¡Amados hermanos, que la gracia y la paz de nuestro Señor Jesucristo esté siempre en sus corazones! Hoy quiero hacerles ver una verdad que transforma nuestra manera de ver a Dios y a nosotros mismos. Hablaremos de “Lavar la Cara”. Sí, así como lo oyen. ¿Qué significa eso?
Un buen hijo, un hijo que ama y honra a su padre, siempre estará dispuesto a lavarle la cara. No me refiero a un acto físico, sino a un acto de amor y defensa. A limpiar cualquier mancha, cualquier malentendido, cualquier imagen distorsionada que otros puedan tener de su progenitor. Y aquí, mis queridos, es donde entra el ejemplo más sublime de la historia: Jesucristo, nuestro Señor, lavándole la cara a Su Padre.
Por milenios, el hombre había pintado una imagen de Dios. Una imagen, en ocasiones, de un ser lejano, airado, vengativo, sediento de juicio y castigo. ¿Y de dónde venía esto? ¡Ah, mis hermanos! Las Escrituras son la Palabra inspirada por Dios, ¡sí! Pero no podemos olvidar que esa misma Palabra fue entregada a hombres, y en el proceso, la esencia humana, nuestra propia naturaleza, a veces se coló, empañando la verdadera belleza del Padre.

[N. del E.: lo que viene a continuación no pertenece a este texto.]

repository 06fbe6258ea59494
pub mod repositories;
pub mod services;
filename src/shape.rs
//! Tensor shapes.
//!
//! Shapes in this crate are short (a batch dim, maybe spatial dims, then the
//! channel count, plus one extra dim once folded), so dimensions live inline
//! in a `SmallVec` and only spill to the heap for unusually deep tensors.

use std::fmt;

use smallvec::SmallVec;

/// Inline storage for dimension sizes.
pub type Dims = SmallVec<[usize; 6]>;

/// N-dimensional shape of a tensor, outermost dimension first.
#[derive(Debug, Clone, PartialEq, Eq, Hash, Default)]
pub struct Shape(Dims);

impl Shape {
    /// Create a shape from dimension sizes.
    pub fn new(dims: &[usize]) -> Self {
        Shape(dims.iter().copied().collect())
    }

    /// The dimension sizes as a slice.
    pub fn dims(&self) -> &[usize] {
        &self.0
    }

    /// Number of dimensions.
    pub fn rank(&self) -> usize {
        self.0.len()
    }

    /// Total number of elements (product of all dimensions).
    ///
    /// An empty shape has no elements here: unlike a general tensor library
    /// there is no scalar stream, so rank 0 is treated as degenerate.
    /// Saturates at `usize::MAX`; use [`checked_elem_count`](Self::checked_elem_count)
    /// to detect overflow.
    pub fn elem_count(&self) -> usize {
        if self.0.is_empty() {
            0
        } else {
            self.0.iter().fold(1usize, |acc, &d| acc.saturating_mul(d))
        }
    }

    /// Element count, or `None` if the product overflows `usize`.
    pub fn checked_elem_count(&self) -> Option<usize> {
        if self.0.is_empty() {
            return Some(0);
        }
        self.0.iter().try_fold(1usize, |acc, &d| acc.checked_mul(d))
    }

    /// Innermost dimension (the channel count for a normal shape).
    pub fn last_dim(&self) -> Option<usize> {
        self.0.last().copied()
    }

    /// Everything but the innermost dimension.
    pub fn outer_dims(&self) -> &[usize] {
        match self.0.split_last() {
            Some((_, outer)) => outer,
            None => &[],
        }
    }

    /// Product of all dimensions except the innermost one.
    pub fn outer_count(&self) -> usize {
        self.outer_dims().iter().fold(1usize, |acc, &d| acc.saturating_mul(d))
    }

    /// Replace the innermost dimension by `[last / split, split]`.
    ///
    /// The caller must have checked divisibility.
    pub(crate) fn split_last(&self, split: usize) -> Shape {
        let last = self.0[self.0.len() - 1];
        let mut dims: Dims = self.outer_dims().iter().copied().collect();
        dims.push(last / split);
        dims.push(split);
        Shape(dims)
    }
}

impl From<Vec<usize>> for Shape {
    fn from(dims: Vec<usize>) -> Self {
        Shape(dims.into_iter().collect())
    }
}

impl From<&[usize]> for Shape {
    fn from(dims: &[usize]) -> Self {
        Shape::new(dims)
    }
}

impl<const N: usize> From<[usize; N]> for Shape {
    fn from(dims: [usize; N]) -> Self {
        Shape::new(&dims)
    }
}

impl fmt::Display for Shape {
    fn fmt(&self, f: &mut fmt::Formatter<'_>) -> fmt::Result {
        write!(f, "[")?;
        for (i, d) in self.0.iter().enumerate() {
            if i > 0 {
                write!(f, ", ")?;
            }
            write!(f, "{}", d)?;
        }
        write!(f, "]")
    }
}

#[cfg(test)]
mod tests {
    use super::*;

    #[test]
    fn test_elem_count() {
        assert_eq!(Shape::from([1, 4]).elem_count(), 4);
        assert_eq!(Shape::from([2, 3, 8]).elem_count(), 48);
        assert_eq!(Shape::default().elem_count(), 0);
    }

    #[test]
    fn test_elem_count_overflow() {
        let big = u32::MAX as usize;
        let s = Shape::from([big, big, big]);
        assert_eq!(s.checked_elem_count(), None);
        assert_eq!(s.elem_count(), usize::MAX);
        assert_eq!(Shape::from([2, 3]).checked_elem_count(), Some(6));
        assert_eq!(Shape::default().checked_elem_count(), Some(0));
    }

    #[test]
    fn test_outer_dims() {
        let s = Shape::from([2, 5, 16]);
        assert_eq!(s.outer_dims(), &[2, 5]);
        assert_eq!(s.outer_count(), 10);
        assert_eq!(s.last_dim(), Some(16));
    }

    #[test]
    fn test_split_last() {
        let s = Shape::from([1, 3, 12]).split_last(4);
        assert_eq!(s.dims(), &[1, 3, 3, 4]);
    }

    #[test]
    fn test_display() {
        assert_eq!(Shape::from([1, 4, 1]).to_string(), "[1, 4, 1]");
    }
}
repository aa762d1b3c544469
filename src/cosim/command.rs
//! External simulator driven as a child process.
//!
//! Input words are written one hex word per line to a staging file private to
//! the call; the simulator is invoked as
//!
//! ```text
//! <program> [args...] --top <artifact> --in <in.hex> --out <out.hex> \
//!     --in-width <bits> --out-width <bits> --words <expected out words>
//! ```
//!
//! and is expected to write its output words, one hex word per line, to the
//! `--out` file. Exit status 66 (`EX_NOINPUT`) means the simulator could not
//! find or load the artifact.

use std::path::{Path, PathBuf};
use std::process::Command;
use std::sync::atomic::{AtomicU64, Ordering};

use crate::packing::StreamWord;

use super::{CosimBackend, CosimError, StreamInterface};

/// Exit status a simulator uses to report an unusable artifact.
pub const EXIT_NO_INPUT: i32 = 66;

static STAGE_COUNTER: AtomicU64 = AtomicU64::new(0);

/// Runs an external simulator executable.
#[derive(Debug, Clone)]
pub struct CommandBackend {
    program: PathBuf,
    args: Vec<String>,
    stage_root: PathBuf,
}

impl CommandBackend {
    /// Backend that runs `program`, staging files under the system temp dir.
    pub fn new(program: impl Into<PathBuf>) -> Self {
        Self {
            program: program.into(),
            args: Vec::new(),
            stage_root: std::env::temp_dir(),
        }
    }

    /// Arguments passed before the standard ones.
    pub fn with_args<I, S>(mut self, args: I) -> Self
    where
        I: IntoIterator<Item = S>,
        S: Into<String>,
    {
        self.args = args.into_iter().map(Into::into).collect();
        self
    }

    /// Directory under which per-call staging directories are created.
    pub fn with_stage_root(mut self, root: impl Into<PathBuf>) -> Self {
        self.stage_root = root.into();
        self
    }

    fn stage_dir(&self) -> PathBuf {
        let n = STAGE_COUNTER.fetch_add(1, Ordering::Relaxed);
        self.stage_root
            .join(format!("dwc_cosim_{}_{}", std::process::id(), n))
    }

    fn run_in(
        &self,
        stage: &Path,
        artifact: &Path,
        input: &[StreamWord],
        io: &StreamInterface,
    ) -> Result<Vec<StreamWord>, CosimError> {
        let in_file = stage.join("input.hex");
        let out_file = stage.join("output.hex");

        let mut text = String::with_capacity(input.len() * (io.in_width as usize / 4 + 4));
        for word in input {
            text.push_str(&word.to_hex());
            text.push('\n');
        }
        std::fs::write(&in_file, text)?;

        log::debug!(
            "running {} for {} ({} input words)",
            self.program.display(),
            artifact.display(),
            input.len()
        );
        let output = Command::new(&self.program)
            .args(&self.args)
            .arg("--top")
            .arg(artifact)
            .arg("--in")
            .arg(&in_file)
            .arg("--out")
            .arg(&out_file)
            .arg("--in-width")
            .arg(io.in_width.to_string())
            .arg("--out-width")
            .arg(io.out_width.to_string())
            .arg("--words")
            .arg(io.expected_out_words.to_string())
            .output()?;

        let stderr = String::from_utf8_lossy(&output.stderr);
        if !stderr.trim().is_empty() {
            log::warn!("{}: {}", self.program.display(), stderr.trim());
        }

        match output.status.code() {
            Some(0) => {}
            Some(EXIT_NO_INPUT) => return Err(CosimError::ArtifactMissing(artifact.to_path_buf())),
            code => {
                return Err(CosimError::Failed(format!(
                    "{} exited with {}: {}",
                    self.program.display(),
                    code.map_or_else(|| "signal".to_string(), |c| c.to_string()),
                    stderr.trim()
                )))
            }
        }

        let content = std::fs::read_to_string(&out_file)?;
        content
            .lines()
            .map(str::trim)
            .filter(|l| !l.is_empty())
            .enumerate()
            .map(|(i, line)| {
                StreamWord::from_hex(line, io.out_width).ok_or_else(|| {
                    CosimError::Failed(format!(
                        "output line {} is not a {}-bit hex word: {:?}",
                        i + 1,
                        io.out_width,
                        line
                    ))
                })
            })
            .collect()
    }
}

impl CosimBackend for CommandBackend {
    fn name(&self) -> &str {
        "command"
    }

    fn simulate(
        &mut self,
        artifact: &Path,
        input: &[StreamWord],
        io: &StreamInterface,
    ) -> Result<Vec<StreamWord>, CosimError> {
        if !artifact.is_file() {
            return Err(CosimError::ArtifactMissing(artifact.to_path_buf()));
        }

        let stage = self.stage_dir();
        std::fs::create_dir_all(&stage)?;
        let result = self.run_in(&stage, artifact, input, io);
        if let Err(e) = std::fs::remove_dir_all(&stage) {
            log::warn!("failed to clean up {}: {}", stage.display(), e);
        }
        result
    }
}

Pero llegó Jesús. Durante tres años y medio, caminó entre nosotros, no solo sanando enfermos y alimentando multitudes, sino, y esto es crucial, lavándole la cara a Su Padre. Nos reveló la verdadera esencia de Dios. Nos mostró a un Padre lleno de amor, de compasión, de misericordia, de gracia infinita. Nos hizo ver que la ira y la venganza, en la mayoría de los casos, no son de Dios, sino que son proyecciones de nuestra propia naturaleza caída. ¡Es el hombre el que es vengativo, el hombre el que es iracundo!

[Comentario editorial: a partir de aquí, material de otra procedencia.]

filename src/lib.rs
//! dwc-bridge library
//!
//! Streaming data-width converter for dataflow hardware pipelines: the
//! folding algebra relating a logical tensor to its packed stream forms, and
//! functional or cosimulated execution of the converter node.

pub mod config;
pub mod cosim;
pub mod datatype;
pub mod error;
pub mod exec;
pub mod folding;
pub mod manifest;
pub mod node;
pub mod packing;
pub mod shape;
pub mod tensor;

pub use datatype::DataType;
pub use error::{DwcError, Result};
pub use exec::{ExecMode, ExecutionEngine};
pub use node::{Direction, NodeAttributes, NodeSignature, StreamConverterNode};
pub use shape::Shape;
pub use tensor::{ExecutionContext, Tensor};
//! Node description files.
//!
//! A node description is a TOML file holding a converter's graph identity,
//! its attribute table and, optionally, a pattern for generating a test input.
//!
//! # Example
//!
//! ```toml
//! [node]
//! name = "StreamingDataWidthConverter_Batch_0"
//! domain = "finn"
//! inputs = ["act_in"]
//! outputs = ["act_out"]
//!
//! [attributes]
//! shape = [1, 4]
//! inWidth = 2
//! outWidth = 8
//! dataType = "UINT2"
//! backend = "fpgadataflow"
//!
//! [input.pattern]
//! type = "sequential"
//! start = 0
//! step = 1
//! ```

use std::path::Path;

use serde::Deserialize;

use crate::datatype::DataType;
use crate::error::{DwcError, Result};
use crate::node::{AttributeTable, NodeSignature, StreamConverterNode};
use crate::tensor::Tensor;

/// A converter node as described on disk.
#[derive(Debug, Clone, Deserialize)]
pub struct NodeManifest {
    pub node: NodeSignature,
    pub attributes: AttributeTable,
    #[serde(default)]
    pub input: Option<InputDef>,
}

/// Test input definition.
#[derive(Debug, Clone, Deserialize)]
pub struct InputDef {
    pub pattern: PatternDef,
}

/// Pattern for generating input data.
#[derive(Debug, Clone, Deserialize)]
pub struct PatternDef {
    #[serde(rename = "type")]
    pub pattern_type: String,
    #[serde(default)]
    pub start: i64,
    #[serde(default = "default_step")]
    pub step: i64,
    #[serde(default)]
    pub value: i64,
}

fn default_step() -> i64 {
    1
}

impl NodeManifest {
    /// Load a manifest from a TOML file.
    pub fn from_file(path: &Path) -> Result<Self> {
        let content = std::fs::read_to_string(path).map_err(|e| {
            DwcError::config(format!("failed to read node description {}: {}", path.display(), e))
        })?;
        Self::parse(&content).map_err(|e| DwcError::config(format!("{}: {}", path.display(), e)))
    }

    /// Parse a manifest from TOML text.
    pub fn parse(content: &str) -> Result<Self> {
        toml::from_str(content)
            .map_err(|e| DwcError::config(format!("invalid node description: {}", e)))
    }

    /// Build the converter node this manifest describes.
    pub fn build_node(&self) -> Result<StreamConverterNode> {
        StreamConverterNode::from_table(self.node.clone(), &self.attributes)
            .map_err(|e| DwcError::config(format!("{}: {}", self.node.name, e)))
    }

    /// Generate the input tensor for `node`, if the manifest defines a pattern.
    pub fn generate_input(&self, node: &StreamConverterNode) -> Result<Option<Tensor>> {
        let Some(input) = &self.input else {
            return Ok(None);
        };
        let shape = node.normal_input_shape().clone();
        let dt = node.input_datatype();
        let count = shape.elem_count();
        let pattern = &input.pattern;

        let data: Vec<f32> = match pattern.pattern_type.as_str() {
            "sequential" => (0..count)
                .map(|i| wrap_into(dt, pattern.start + i as i64 * pattern.step))
                .collect(),
            "constant" => {
                let v = pattern.value as f32;
                if !dt.allowed(v) {
                    return Err(DwcError::validation(format!(
                        "constant {} is not a valid {}",
                        pattern.value, dt
                    )));
                }
                vec![v; count]
            }
            "alternating" => {
                let (lo, hi) = alternating_pair(dt);
                (0..count).map(|i| if i % 2 == 0 { lo } else { hi }).collect()
            }
            other => {
                return Err(DwcError::config(format!("unknown input pattern {:?}", other)));
            }
        };

        Ok(Some(Tensor::new(shape, data, dt)?))
    }
}

/// Wrap an integer into the representable range of `dt`.
fn wrap_into(dt: DataType, value: i64) -> f32 {
    match dt {
        DataType::Float32 => value as f32,
        DataType::Bipolar => {
            if value.rem_euclid(2) == 0 {
                -1.0
            } else {
                1.0
            }
        }
        _ => {
            let min = dt.min() as i64;
            let span = dt.max() as i64 - min + 1;
            (min + (value - min).rem_euclid(span)) as f32
        }
    }
}

fn alternating_pair(dt: DataType) -> (f32, f32) {
    match dt {
        DataType::Float32 => (-1.0, 1.0),
        _ => (dt.min() as f32, dt.max() as f32),
    }
}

Piensen en esto, mis amados. Jesús nos decía una y otra vez: “Oísteis que fue dicho…” y luego, con una autoridad divina, desvelaba el verdadero espíritu de la Ley. Nos mostraba que la intención de Dios era mucho más profunda, mucho más amorosa de lo que la tradición o la interpretación humana habían dictado.
¿No lo creen? Miremos la Palabra:
“Oísteis que fue dicho: Ojo por ojo, y diente por diente.” (Mateo 5:38). Y aquí, el Señor, lavándole la cara a Su Padre, nos enseña: “Pero yo os digo: No resistáis al que es malo; antes, a cualquiera que te hiera en la mejilla derecha, vuélvele también la otra.» (Mateo 5:39). ¿Era Dios realmente un Dios de venganza literal? ¡No! Era el hombre quien, en su limitada comprensión, había codificado la justicia de esa manera. Jesús nos mostró la justicia divina: la de la gracia y el amor que desarma la violencia.

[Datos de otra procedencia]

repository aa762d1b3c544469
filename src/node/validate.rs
//! Structural checks reported as advisory diagnostics.
//!
//! These never fail and never touch the width algebra. Each check contributes
//! exactly one line, in a fixed order, whether it passed or not; the compiler's
//! diagnostics pass decides what to do with them.

use super::converter::{NodeSignature, StreamConverterNode};

/// Domain the converter must be registered under.
pub const EXPECTED_DOMAIN: &str = "finn";
/// Backend tag the converter must carry.
pub const EXPECTED_BACKEND: &str = "fpgadataflow";

/// Run all structural checks on a node description.
pub fn verify_node(signature: &NodeSignature, backend: Option<&str>) -> Vec<String> {
    let mut messages = Vec::with_capacity(3);

    if signature.domain == EXPECTED_DOMAIN {
        messages.push("Attribute domain is set correctly".to_string());
    } else {
        messages.push(format!("Attribute domain should be set to \"{}\"", EXPECTED_DOMAIN));
    }

    if backend == Some(EXPECTED_BACKEND) {
        messages.push("Attribute backend is set correctly".to_string());
    } else {
        messages.push(format!("Attribute backend should be set to \"{}\"", EXPECTED_BACKEND));
    }

    if signature.inputs.len() == 1 {
        messages.push("The number of inputs is correct".to_string());
    } else {
        messages.push("StreamingDWC needs 1 data input".to_string());
    }

    messages
}

impl StreamConverterNode {
    /// Structural diagnostics for this node.
    pub fn verify(&self) -> Vec<String> {
        verify_node(self.signature(), self.attributes().backend.as_deref())
    }
}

“Oísteis que fue dicho: Amarás a tu prójimo, y aborrecerás a tu enemigo.” (Mateo 5:43). ¿Podría el Padre de amor pedirnos que aborrezcamos? ¡De ninguna manera! Jesús, lavando la cara de Dios de esta mancha humana, nos dice: “Pero yo os digo: Amad a vuestros enemigos, bendecid a los que os maldicen, haced bien a los que os aborrecen, y orad por los que os persiguen; para que seáis hijos de vuestro Padre que está en los cielos, que hace salir su sol sobre malos y buenos, y que hace llover sobre justos e injustos.” (Mateo 5:44-45). ¡Este es el verdadero corazón del Padre! Un corazón que ama dentro de los confines del hijo.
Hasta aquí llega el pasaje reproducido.